I love the entertaining craziness displayed on VH1's Rock of Love 2. Of course, it gives me lots of fodder for discussing what is twisted with the way our culture fantasizes about finding "true love."

The goal of developing mature, deep devotion on a "reality show" is as unreal as the bolted-on, half-cantaloupe fun-bags sported by most of the participants. Bret Michaels, the recipient of all the adulation and attention, is unreal too, with his heavily applied eyeliner and bandana'ed wig.

Here is the formula: Put 15 publicity obsessed media-hoes together and see if one can be the most self-debasing Barbie in the group. Strip, wash Bret's motorcycle with toothbrushes, strip some more, go on theme-dates such as rodeos and paint-ball battles, strip some more, vie with each other to make the least intelligent pronouncements, and strip some more.

At the end of the parade of open-mouth kissing and more exposed udders than a barnyard of milk-cows, Bret will find his life's mate! I love it because it demonstrates what I propose: How pathetically shallow and inept "dating" is as a means for making the deep connection that we know as true love.

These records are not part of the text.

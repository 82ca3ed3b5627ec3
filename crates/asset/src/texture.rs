//! Texture decoding to CPU-side RGBA8 pixels.

use std::path::Path;

use crate::error::{AssetError, AssetResult};

/// Texture data in CPU-friendly format before GPU upload.
#[derive(Clone, Debug)]
pub struct TextureData {
    pub data: Vec<u8>,
    pub width: u32,
    pub height: u32,
    pub format: TextureFormat,
}

/// Supported texture formats.
#[derive(Clone, Copy, Debug, PartialEq)]
pub enum TextureFormat {
    Rgba8,
}

impl TextureFormat {
    pub fn bytes_per_pixel(self) -> u32 {
        match self {
            TextureFormat::Rgba8 => 4,
        }
    }
}

impl TextureData {
    /// Wrap raw RGBA8 pixels, checking the buffer matches the dimensions.
    pub fn new_rgba8(width: u32, height: u32, data: Vec<u8>) -> AssetResult<Self> {
        let expected = width as usize * height as usize * 4;
        if data.len() != expected {
            return Err(AssetError::TextureSize {
                width,
                height,
                expected,
                actual: data.len(),
            });
        }
        Ok(Self {
            data,
            width,
            height,
            format: TextureFormat::Rgba8,
        })
    }

    /// Decode an image file (PNG) into RGBA8.
    pub fn load(path: impl AsRef<Path>) -> AssetResult<Self> {
        let path = path.as_ref();
        log::info!("Loading texture from {}", path.display());

        let img = image::open(path).map_err(|source| AssetError::Texture {
            path: path.to_path_buf(),
            source,
        })?;

        let rgba = img.to_rgba8();
        let (width, height) = rgba.dimensions();
        let data = rgba.into_raw();

        log::info!("Loaded texture {}x{} with {} bytes", width, height, data.len());

        Self::new_rgba8(width, height, data)
    }

    pub fn bytes_per_pixel(&self) -> u32 {
        self.format.bytes_per_pixel()
    }

    /// Check if the texture data is valid.
    pub fn is_valid(&self) -> bool {
        let expected_size = self.width as usize * self.height as usize * self.bytes_per_pixel() as usize;
        self.data.len() == expected_size && self.width > 0 && self.height > 0
    }
}
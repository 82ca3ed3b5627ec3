//! GLSL source loading. Compilation is left to the graphics backend.

use std::{
    fmt, fs,
    path::{Path, PathBuf},
};

use crate::error::{AssetError, AssetResult};

#[derive(Clone, Copy, Debug, PartialEq, Eq)]
pub enum ShaderStage {
    Vertex,
    Fragment,
}

impl fmt::Display for ShaderStage {
    fn fmt(&self, f: &mut fmt::Formatter<'_>) -> fmt::Result {
        match self {
            ShaderStage::Vertex => f.write_str("vertex"),
            ShaderStage::Fragment => f.write_str("fragment"),
        }
    }
}

#[derive(Clone, Debug, PartialEq, Eq)]
pub struct ShaderSource {
    pub stage: ShaderStage,
    pub path: PathBuf,
    pub code: String,
}

impl ShaderSource {
    pub fn load(stage: ShaderStage, path: impl AsRef<Path>) -> AssetResult<Self> {
        let path = path.as_ref();
        let code = fs::read_to_string(path).map_err(|source| AssetError::Open {
            path: path.to_path_buf(),
            source,
        })?;
        if code.trim().is_empty() {
            return Err(AssetError::EmptyShader {
                path: path.to_path_buf(),
            });
        }
        log::debug!("Loaded {} shader {} ({} bytes)", stage, path.display(), code.len());
        Ok(Self {
            stage,
            path: path.to_path_buf(),
            code,
        })
    }
}

/// Vertex + fragment pair making up one program.
#[derive(Clone, Debug, PartialEq, Eq)]
pub struct ProgramSources {
    pub vertex: ShaderSource,
    pub fragment: ShaderSource,
}

impl ProgramSources {
    pub fn load(vertex: impl AsRef<Path>, fragment: impl AsRef<Path>) -> AssetResult<Self> {
        Ok(Self {
            vertex: ShaderSource::load(ShaderStage::Vertex, vertex)?,
            fragment: ShaderSource::load(ShaderStage::Fragment, fragment)?,
        })
    }
}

On dates, even off TV, people are on their best behavior. Love is not about how people behave on dates. It's about how people behave when they have taken off their party hats and masks. It is about being able to live with a person on a daily basis, not just riding a Mazerati on a racetrack or jumping out of an airplane. (Sorry, that was Flavor of Love 3, which I will cover in another discussion.)

Of course dating is fun. But let's not confuse it with the complex give and take of a solid love relationship. Nevertheless, Rock of Love 2 is as hilarious as comedy can get.